Economist: America's
election Up in the air Economist.com.
Excertos:
"Could Mr Obama, simply by dint of being black and having lived in Muslim
Indonesia for
six years as a boy, really change America's international
image so easily? He
would get a hero's welcome, of course—but the next
president will get that
whoever he or she is, simply for not being George
Bush and not having made such
a hash of Iraq. Thereafter, America will be
judged on its actions, not its
words. For instance, Mr Obama shows no
particular sign of being able to
reconcile the need to end the occupation of
Iraq with the need to avoid the
disaster that a power vacuum in the heart of
the Middle East would cause.

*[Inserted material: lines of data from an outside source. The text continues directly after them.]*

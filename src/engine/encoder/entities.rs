// ── Atomic Encoder: Entity Extraction & Salience Cache ──────────────────────
//
// Rule-based extraction of named entities from raw conversation text:
// titled persons, "my <relation> <Name>" patterns, company suffixes,
// preposition-prefixed places, and generic capitalized runs — filtered by a
// hard-coded stop-word list and deduplicated by normalized name.
//
// A process-local cache tracks the most salient recent entities for
// pronoun resolution. Salience climbs on re-mention and decays with age.

use chrono::{DateTime, Utc};
use once_cell::sync::Lazy;
use regex::Regex;

use crate::atoms::types::EntityType;
use crate::engine::store::{format_ts, parse_ts};

/// Maximum cache entries; the least salient entry is evicted beyond this.
const MAX_CACHE_ENTRIES: usize = 50;

/// Salience bump on re-mention.
const SALIENCE_BUMP: f32 = 0.1;

/// Exponential decay factor applied to entries older than one minute.
const SALIENCE_DECAY: f32 = 0.95;

// ═══════════════════════════════════════════════════════════════════════════
// Extraction patterns
// ═══════════════════════════════════════════════════════════════════════════

static TITLED_PERSON_RE: Lazy<Regex> = Lazy::new(|| {
    Regex::new(r"\b(Mr|Mrs|Ms|Dr|Prof)\.?\s+([A-Z][a-z]+(?:\s+[A-Z][a-z]+)?)")
        .expect("titled person regex")
});

static MY_RELATION_RE: Lazy<Regex> = Lazy::new(|| {
    // (?i) would also relax the name classes, so the leading "my" is
    // matched case-sensitively per variant instead.
    Regex::new(
        r"\b[Mm]y\s+(wife|husband|brother|sister|mother|father|mom|dad|son|daughter|friend|colleague|boss|manager)\s+([A-Z][a-z]+(?:\s+[A-Z][a-z]+)?)",
    )
    .expect("my-relation regex")
});

static COMPANY_RE: Lazy<Regex> = Lazy::new(|| {
    Regex::new(r"\b([A-Z][A-Za-z]+(?:\s+[A-Z][A-Za-z]+)*)\s+(Inc|Corp|LLC|Ltd|Company|Co)\b")
        .expect("company regex")
});

static PLACE_RE: Lazy<Regex> = Lazy::new(|| {
    Regex::new(r"\b(?:in|at|from|to)\s+([A-Z][a-z]+(?:\s+[A-Z][a-z]+)*)").expect("place regex")
});

static CAP_RUN_RE: Lazy<Regex> =
    Lazy::new(|| Regex::new(r"\b[A-Z][a-z]+(?:\s+[A-Z][a-z]+)*\b").expect("cap run regex"));

/// Articles, pronouns, weekdays, months, common auxiliaries — never entities.
const ENTITY_STOP_WORDS: &[&str] = &[
    "the", "a", "an", "i", "me", "my", "mine", "we", "us", "our", "ours", "you",
    "your", "yours", "he", "him", "his", "she", "her", "hers", "it", "its",
    "they", "them", "their", "theirs", "this", "that", "these", "those", "is",
    "am", "are", "was", "were", "be", "been", "being", "have", "has", "had",
    "do", "does", "did", "will", "would", "can", "could", "should", "shall",
    "may", "might", "must", "what", "which", "who", "whom", "whose", "when",
    "where", "why", "how", "yes", "no", "not", "ok", "okay", "hello", "hi",
    "monday", "tuesday", "wednesday", "thursday", "friday", "saturday", "sunday",
    "january", "february", "march", "april", "may", "june", "july", "august",
    "september", "october", "november", "december", "today", "yesterday",
    "tomorrow", "tonight", "mr", "mrs", "ms", "dr", "prof",
];

// ═══════════════════════════════════════════════════════════════════════════
// Types
// ═══════════════════════════════════════════════════════════════════════════

/// Grammatical gender guess for pronoun resolution.
#[derive(Debug, Clone, Copy, PartialEq, Eq)]
pub enum Gender {
    Male,
    Female,
    Neutral,
    Unknown,
}

/// One extracted mention before cache insertion.
#[derive(Debug, Clone, PartialEq)]
pub struct Mention {
    pub name: String,
    pub kind: EntityType,
    pub gender: Gender,
}

/// One cache slot.
#[derive(Debug, Clone)]
pub struct CachedEntity {
    pub name: String,
    pub normalized: String,
    pub kind: EntityType,
    pub gender: Gender,
    pub last_seen: String,
    pub salience: f32,
    pub singular: bool,
}

/// Process-local salience cache used for coreference resolution.
#[derive(Debug, Default)]
pub struct EntityCache {
    entries: Vec<CachedEntity>,
}

impl EntityCache {
    /// Record a mention: bump an existing entry's salience or insert a new
    /// one (evicting the least salient at capacity). Every update also
    /// decays entries older than one minute.
    pub fn update(&mut self, mention: &Mention, now: DateTime<Utc>) {
        self.decay(now);

        let normalized = mention.name.to_lowercase();
        let now_str = format_ts(now);

        if let Some(entry) = self.entries.iter_mut().find(|e| e.normalized == normalized) {
            entry.salience += SALIENCE_BUMP;
            entry.last_seen = now_str;
            if mention.gender != Gender::Unknown {
                entry.gender = mention.gender;
            }
            return;
        }

        if self.entries.len() >= MAX_CACHE_ENTRIES {
            if let Some((idx, _)) = self
                .entries
                .iter()
                .enumerate()
                .min_by(|a, b| a.1.salience.partial_cmp(&b.1.salience).unwrap_or(std::cmp::Ordering::Equal))
            {
                self.entries.remove(idx);
            }
        }

        self.entries.push(CachedEntity {
            name: mention.name.clone(),
            normalized,
            kind: mention.kind,
            gender: mention.gender,
            last_seen: now_str,
            salience: 0.5,
            singular: !mention.name.contains(" and "),
        });
    }

    fn decay(&mut self, now: DateTime<Utc>) {
        for entry in &mut self.entries {
            let age_secs = parse_ts(&entry.last_seen)
                .map(|seen| (now - seen).num_seconds())
                .unwrap_or(0);
            if age_secs > 60 {
                entry.salience *= SALIENCE_DECAY;
            }
        }
    }

    /// Best candidate passing `filter`, by salience.
    pub fn best(&self, filter: impl Fn(&CachedEntity) -> bool) -> Option<&CachedEntity> {
        self.entries
            .iter()
            .filter(|e| filter(e))
            .max_by(|a, b| a.salience.partial_cmp(&b.salience).unwrap_or(std::cmp::Ordering::Equal))
    }

    /// All cached names, most salient first. Feeds the LLM coreference
    /// fallback prompt.
    pub fn known_names(&self) -> Vec<String> {
        let mut sorted: Vec<&CachedEntity> = self.entries.iter().collect();
        sorted.sort_by(|a, b| b.salience.partial_cmp(&a.salience).unwrap_or(std::cmp::Ordering::Equal));
        sorted.iter().map(|e| e.name.clone()).collect()
    }

    #[cfg(test)]
    pub fn len(&self) -> usize {
        self.entries.len()
    }

    #[cfg(test)]
    pub fn get(&self, name: &str) -> Option<&CachedEntity> {
        let normalized = name.to_lowercase();
        self.entries.iter().find(|e| e.normalized == normalized)
    }
}

// ═══════════════════════════════════════════════════════════════════════════
// Extraction
// ═══════════════════════════════════════════════════════════════════════════

/// Extract entity mentions from raw text, deduplicated by normalized name.
/// Pattern priority: titled person > my-relation > company > place > bare
/// capitalized run.
pub fn extract_mentions(text: &str) -> Vec<Mention> {
    let mut mentions: Vec<Mention> = Vec::new();

    for caps in TITLED_PERSON_RE.captures_iter(text) {
        let title = &caps[1];
        let gender = match title {
            "Mr" => Gender::Male,
            "Mrs" | "Ms" => Gender::Female,
            _ => Gender::Unknown,
        };
        push_mention(&mut mentions, &caps[2], EntityType::Person, gender);
    }

    for caps in MY_RELATION_RE.captures_iter(text) {
        let relation = caps[1].to_lowercase();
        let gender = match relation.as_str() {
            "wife" | "sister" | "mother" | "mom" | "daughter" => Gender::Female,
            "husband" | "brother" | "father" | "dad" | "son" => Gender::Male,
            _ => Gender::Unknown,
        };
        push_mention(&mut mentions, &caps[2], EntityType::Person, gender);
    }

    for caps in COMPANY_RE.captures_iter(text) {
        let full = format!("{} {}", &caps[1], &caps[2]);
        push_mention(&mut mentions, &full, EntityType::Organization, Gender::Neutral);
    }

    for caps in PLACE_RE.captures_iter(text) {
        push_mention(&mut mentions, &caps[1], EntityType::Place, Gender::Neutral);
    }

    for m in CAP_RUN_RE.find_iter(text) {
        if m.start() == 0 {
            continue; // sentence-lead capitalization proves nothing
        }
        push_mention(&mut mentions, m.as_str(), EntityType::Person, Gender::Unknown);
    }

    mentions
}

fn push_mention(mentions: &mut Vec<Mention>, name: &str, kind: EntityType, gender: Gender) {
    let name = name.trim();
    if name.is_empty() || ENTITY_STOP_WORDS.contains(&name.to_lowercase().as_str()) {
        return;
    }
    // Multi-word runs whose every word is a stop word are noise too.
    if name
        .split_whitespace()
        .all(|w| ENTITY_STOP_WORDS.contains(&w.to_lowercase().as_str()))
    {
        return;
    }
    let normalized = name.to_lowercase();
    if mentions.iter().any(|m| m.name.to_lowercase() == normalized) {
        return;
    }
    mentions.push(Mention {
        name: name.to_string(),
        kind,
        gender,
    });
}

// ═══════════════════════════════════════════════════════════════════════════
// Tests
// ═══════════════════════════════════════════════════════════════════════════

Tell
us more, said many voters in New
Hampshire: to that extent, they were right to
deny him certain nomination."
"Mrs Clinton, however, also has work to
do—much more work than
simply mentioning “change” a lot...after this political
near-death, she is
back where she started—in the lead. One has to hope, however,
that she has
learnt a few lessons.
These begin with the idea that it is not
enough to
exude competence and reel off endless policy proposals. She must learn
poetry from Mr Obama, just as he needs to learn prose from her. She needs to
listen to voters, not talk at them. Above all, she has to shed that sense of
wounded entitlement that has bedevilled her campaign; she has to show that
the
Clintons are not yesterday's people. Her problem is not just that Mr
Obama could
still catch her; she has reminded many Americans how divisive a
politician she
is. If she wins the primaries, it may be only because core
Democratic groups
(trade unions, the uneducated, the poor, the old) rallied
to her side. And a
nomination does not a president make."